TASK INSTRUCTIONS:
The entries below must be transcribed exactly. Leave nothing out.

DATA UNDER STUDY:
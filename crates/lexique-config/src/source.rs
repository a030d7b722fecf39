use std::env;

use serde::{Deserialize, Serialize};

const DEFAULT_BASE_URL: &str = "http://localhost:3000/data";

/// Where the static JSON datasets are served from.
#[derive(Clone, Serialize, Deserialize)]
pub struct SourceConfig {
    /// Base URL the dataset files hang off of (no trailing slash)
    pub base_url: String,
    /// Per-request timeout in seconds
    pub timeout_secs: u64,
}

impl SourceConfig {
    pub fn new() -> Self {
        let base_url = env::var("LEXIQUE_DATA_URL")
            .unwrap_or_else(|_| DEFAULT_BASE_URL.to_string())
            .trim_end_matches('/')
            .to_string();

        let timeout_secs = env::var("LEXIQUE_TIMEOUT_SECS")
            .ok()
            .and_then(|v| v.parse().ok())
            .unwrap_or(30);

        Self {
            base_url,
            timeout_secs,
        }
    }

    pub fn resource_url(&self, file_name: &str) -> String {
        format!("{}/{}", self.base_url, file_name)
    }
}

impl Default for SourceConfig {
    fn default() -> Self {
        Self::new()
    }
}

ANSWER BELOW:
filename crates/lexique-config/src/source.rs
repository a030d7b722fecf39
use std::env;

use serde::{Deserialize, Serialize};

const DEFAULT_BASE_URL: &str = "http://localhost:3000/data";

/// Where the static JSON datasets are served from.
#[derive(Clone, Serialize, Deserialize)]
pub struct SourceConfig {
    /// Base URL the dataset files hang off of (no trailing slash)
    pub base_url: String,
    /// Per-request timeout in seconds
    pub timeout_secs: u64,
}

impl SourceConfig {
    pub fn new() -> Self {
        let base_url = env::var("LEXIQUE_DATA_URL")
            .unwrap_or_else(|_| DEFAULT_BASE_URL.to_string())
            .trim_end_matches('/')
            .to_string();

        let timeout_secs = env::var("LEXIQUE_TIMEOUT_SECS")
            .ok()
            .and_then(|v| v.parse().ok())
            .unwrap_or(30);

        Self {
            base_url,
            timeout_secs,
        }
    }

    pub fn resource_url(&self, file_name: &str) -> String {
        format!("{}/{}", self.base_url, file_name)
    }
}

impl Default for SourceConfig {
    fn default() -> Self {
        Self::new()
    }
}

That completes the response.